Nada podría evitarlo
Ilustraciones de Carmura Lenteja a partir de once relatos de Marcos Ripalda. Publicado en libros.com
Los once cuentos que conforman Nada podría evitarlo son independientes unos de otros, aunque el lector advertirá ciertas constantes en los temas que se desarrollan. En cierto modo, esta recopilación de relatos es una novela en escalas, donde los límites de cada cuento se difuminan para dar paso al siguiente.
Se trata de piezas cortas e intensas en las que huyo de piruetas estilísticas y solemnidades ridículas. Se trata de contar las historias con las palabras justas y sin turbulencias. En estos cuentos es tan importante lo que se dice como lo que se calla, así que uno escribe también los silencios. Por eso hablo de unas cosas para decir otras.
Cada cuento, además, viene acompañado de una ilustración de la artista pacense Carmura Lenteja, que es capaz de reflejar ese momento único e irrepetible que nos hubiésemos perdido (o ahorrado), si no hubiese estado allí.
Aquí les dejo uno de los relatos. Es el más corto. Por no aburrir. Que ya me estaba yendo.
Ruido
Tumbada en la cama espero a que salgas del baño. Te has puesto un pijama para dormir. No me puedo creer que quieras dormir ahora. Salgo a la terraza y miro el cielo. El cielo es una mancha de petróleo inmensa.
Me sirvo un gin-tonic y me tumbo en el sofá del salón. Busco un canal de videos musicales. Cierro los ojos.
Me despierto con la sensación de haber dormido mucho tiempo. Me levanto y miro el reloj de la cocina. Las dos de la madrugada. Abro la puerta de la habitación lo justo para asomarme y ver si duermes. Luego me acuesto con cuidado.
Cuando abro los ojos ya te has ido.
Leo una nota en el bloc del escritorio. Escribes que hoy no vendrás a cenar. Que me acueste. Que no te espere.
Yo pienso que haré lo que me dé la gana.
Me siento en la terraza. Oigo el motor del frigorífico. Oigo el cosquilleo de mis tripas. Sí, estoy a punto de decirme que esto se acabó.

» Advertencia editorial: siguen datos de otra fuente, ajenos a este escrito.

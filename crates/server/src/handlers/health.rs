//! Health and readiness probes
//!
//! Readiness tracks the store alone: the ranking endpoints answer 503
//! without it, while the federation and embedding upstreams degrade
//! per-source and are not probed.

use crate::AppState;
use axum::{extract::State, http::StatusCode, response::IntoResponse, Json};
use fedirank_common::VERSION;
use serde::Serialize;
use std::time::Instant;

#[derive(Serialize)]
pub struct HealthResponse {
    pub status: &'static str,
    pub version: &'static str,
}

#[derive(Serialize)]
pub struct ReadyResponse {
    pub ready: bool,
    pub store: StoreCheck,
}

/// State of the relational store the aggregation engine reads from and
/// persists aggregates into
#[derive(Serialize)]
pub struct StoreCheck {
    pub reachable: bool,
    #[serde(skip_serializing_if = "Option::is_none")]
    pub ping_ms: Option<u64>,
    #[serde(skip_serializing_if = "Option::is_none")]
    pub error: Option<String>,
}

/// Liveness probe
pub async fn health() -> Json<HealthResponse> {
    Json(HealthResponse {
        status: "healthy",
        version: VERSION,
    })
}

/// Readiness probe; answers 503 while the store is unreachable.
pub async fn ready(State(state): State<AppState>) -> impl IntoResponse {
    let started = Instant::now();

    let store = match state.db.ping().await {
        Ok(()) => StoreCheck {
            reachable: true,
            ping_ms: Some(started.elapsed().as_millis() as u64),
            error: None,
        },
        Err(e) => StoreCheck {
            reachable: false,
            ping_ms: None,
            error: Some(e.to_string()),
        },
    };

    let code = if store.reachable {
        StatusCode::OK
    } else {
        StatusCode::SERVICE_UNAVAILABLE
    };

    (
        code,
        Json(ReadyResponse {
            ready: store.reachable,
            store,
        }),
    )
}
//! Embedding service client
//!
//! Provides the `Embedder` abstraction over the remote embedding service,
//! an OpenAI-backed implementation, and a mock for tests.
//!
//! There is deliberately no retry here: a failed embedding request leaves
//! the affected statuses without vectors for the rest of the request, and
//! the dependent features degrade to zero.

use crate::errors::{AppError, Result};
use crate::{EMBEDDING_DIM, EMBEDDING_MODEL};
use async_trait::async_trait;
use serde::{Deserialize, Serialize};
use std::sync::Arc;
use std::time::Duration;

/// Trait for embedding generation
#[async_trait]
pub trait Embedder: Send + Sync {
    /// Generate an embedding for a single text
    async fn embed(&self, text: &str) -> Result<Vec<f32>>;

    /// Generate embeddings for multiple texts in one request. The returned
    /// vectors align positionally with the input texts.
    async fn embed_batch(&self, texts: &[String]) -> Result<Vec<Vec<f32>>>;

    /// Get the model name
    fn model_name(&self) -> &str;

    /// Get the embedding dimension
    fn dimension(&self) -> usize;
}

/// OpenAI embedding client
pub struct OpenAiEmbedder {
    client: reqwest::Client,
    api_key: String,
    model: String,
    base_url: String,
}

#[derive(Serialize)]
struct OpenAiRequest {
    input: Vec<String>,
    model: String,
}

#[derive(Deserialize)]
struct OpenAiResponse {
    data: Vec<OpenAiEmbedding>,
}

#[derive(Deserialize)]
struct OpenAiEmbedding {
    embedding: Vec<f32>,
}

impl OpenAiEmbedder {
    /// Create a new OpenAI embedder
    pub fn new(api_key: String, base_url: String, timeout: Duration) -> Result<Self> {
        let client = reqwest::Client::builder()
            .timeout(timeout)
            .build()
            .map_err(|e| AppError::Configuration {
                message: format!("Failed to create HTTP client: {}", e),
            })?;

        Ok(Self {
            client,
            api_key,
            model: EMBEDDING_MODEL.to_string(),
            base_url,
        })
    }

    async fn make_request(&self, texts: &[String]) -> Result<Vec<Vec<f32>>> {
        let url = format!("{}/embeddings", self.base_url);

        let request = OpenAiRequest {
            input: texts.to_vec(),
            model: self.model.clone(),
        };

        let response = self
            .client
            .post(&url)
            .header("Authorization", format!("Bearer {}", self.api_key))
            .header("Content-Type", "application/json")
            .json(&request)
            .send()
            .await
            .map_err(|e| AppError::EmbeddingError {
                message: format!("Request failed: {}", e),
            })?;

        if !response.status().is_success() {
            let status = response.status();
            let body = response.text().await.unwrap_or_default();
            return Err(AppError::EmbeddingError {
                message: format!("API error {}: {}", status, body),
            });
        }

        let result: OpenAiResponse =
            response.json().await.map_err(|e| AppError::EmbeddingError {
                message: format!("Failed to parse response: {}", e),
            })?;

        Ok(result.data.into_iter().map(|e| e.embedding).collect())
    }
}

#[async_trait]
impl Embedder for OpenAiEmbedder {
    async fn embed(&self, text: &str) -> Result<Vec<f32>> {
        let embeddings = self.make_request(&[text.to_string()]).await?;
        embeddings
            .into_iter()
            .next()
            .ok_or_else(|| AppError::EmbeddingError {
                message: "Empty response".to_string(),
            })
    }

    async fn embed_batch(&self, texts: &[String]) -> Result<Vec<Vec<f32>>> {
        self.make_request(texts).await
    }

    fn model_name(&self) -> &str {
        &self.model
    }

    fn dimension(&self) -> usize {
        EMBEDDING_DIM
    }
}

/// Test embedder. Vectors are derived from the text alone, so the same
/// status content always embeds to the same vector, matching the
/// determinism the cache's write-back relies on.
pub struct MockEmbedder {
    dimension: usize,
}

impl MockEmbedder {
    /// Mock at the service's native dimension
    pub fn new() -> Self {
        Self {
            dimension: EMBEDDING_DIM,
        }
    }

    /// Mock at a custom dimension, for exercising the length validation
    pub fn with_dimension(dimension: usize) -> Self {
        Self { dimension }
    }
}

impl Default for MockEmbedder {
    fn default() -> Self {
        Self::new()
    }
}

#[async_trait]
impl Embedder for MockEmbedder {
    async fn embed(&self, text: &str) -> Result<Vec<f32>> {
        let seed = text
            .bytes()
            .fold(0u32, |acc, byte| acc.wrapping_mul(31).wrapping_add(byte as u32));
        Ok((0..self.dimension)
            .map(|component| {
                let hashed = seed
                    .wrapping_add(component as u32)
                    .wrapping_mul(2_654_435_761);
                hashed as f32 / u32::MAX as f32 * 2.0 - 1.0
            })
            .collect())
    }

    async fn embed_batch(&self, texts: &[String]) -> Result<Vec<Vec<f32>>> {
        let mut embeddings = Vec::with_capacity(texts.len());
        for text in texts {
            embeddings.push(self.embed(text).await?);
        }
        Ok(embeddings)
    }

    fn model_name(&self) -> &str {
        "mock-status-embedding"
    }

    fn dimension(&self) -> usize {
        self.dimension
    }
}

/// Create the embedder configured for this deployment
pub fn create_embedder(config: &crate::AppConfig) -> Result<Arc<dyn Embedder>> {
    let embedder = OpenAiEmbedder::new(
        config.openai_key.clone(),
        config.openai_api_base.clone(),
        config.embedding_timeout(),
    )?;
    Ok(Arc::new(embedder))
}

#[cfg(test)]
mod tests {
    use super::*;

    #[tokio::test]
    async fn test_mock_embedder_native_dimension() {
        let embedder = MockEmbedder::new();
        let embedding = embedder.embed("test text").await.unwrap();
        assert_eq!(embedding.len(), EMBEDDING_DIM);
    }

    #[tokio::test]
    async fn test_mock_embedder_is_deterministic_per_text() {
        let embedder = MockEmbedder::new();
        let first = embedder.embed("hello fediverse").await.unwrap();
        let again = embedder.embed("hello fediverse").await.unwrap();
        let other = embedder.embed("something else").await.unwrap();
        assert_eq!(first, again);
        assert_ne!(first, other);
    }

    #[tokio::test]
    async fn test_mock_batch_aligns_with_input() {
        let embedder = MockEmbedder::with_dimension(8);
        let texts = vec!["text1".to_string(), "text2".to_string()];
        let embeddings = embedder.embed_batch(&texts).await.unwrap();
        assert_eq!(embeddings.len(), 2);
        assert_eq!(embeddings[0].len(), 8);
        assert_eq!(embeddings[0], embedder.embed("text1").await.unwrap());
        assert_eq!(embeddings[1], embedder.embed("text2").await.unwrap());
    }
}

El técnico me dice que debería descongelar la nevera más a menudo. No sabía que hubiera que hacer eso, le comento. Por eso lo del ruido, dice él. Ah, digo yo.
Invito al hombre a una cerveza. Miramos los ladrillos de la fachada. Me señala una imperfección en el muro. Yo no le doy la menor importancia.
Por supuesto no voy a discutir con él.
Has llegado. Me plantas un beso en la mejilla. Te quitas los zapatos. Me preguntas qué tal mi día. Bastante bien, te digo, he llamado a un técnico para que arreglase el ruido de la nevera. Me preguntas que a qué ruido me refiero. El de la nevera, te digo. No sabía que le pasase algo, me dices. Lo cierto es que no le pasaba nada, te explico. Me preguntas si me ha cobrado por nada.
Se ha hecho de noche. Estás mirando la televisión. Tienes los pies sobre la mesita. Bebes una cerveza con calma. Cambias de canal una, dos, seis veces. «Un paraíso por solo 600 euros al mes…». «Esto puede ser suyo…». «Con la confianza de un gran fabricante de…». «Dijiste que me querías. Y te quiero. Bésame…». «Aislantes para toda la casa, oferta válida hasta…». Apagas la televisión. Dices que vas a acostarte en el sofá.
Me dirijo hacia la habitación y me acuesto en nuestra cama. Miro el techo. Al poco rato me dices que vaya.
Estamos en el salón. Me dices:
— Tenemos que hacerlo los dos. Confiar el uno en el otro. Seguro que podemos.
Te miro. Tienes las manos en los bolsillos y sigues hablando. Y ahí está otra vez. El maldito ruido de la nevera. Oigo también tu respiración pero no consigo concentrarme en ninguno de mis propios ruidos. De veras que lo intento. Pero nada. El ruido sigue ahí.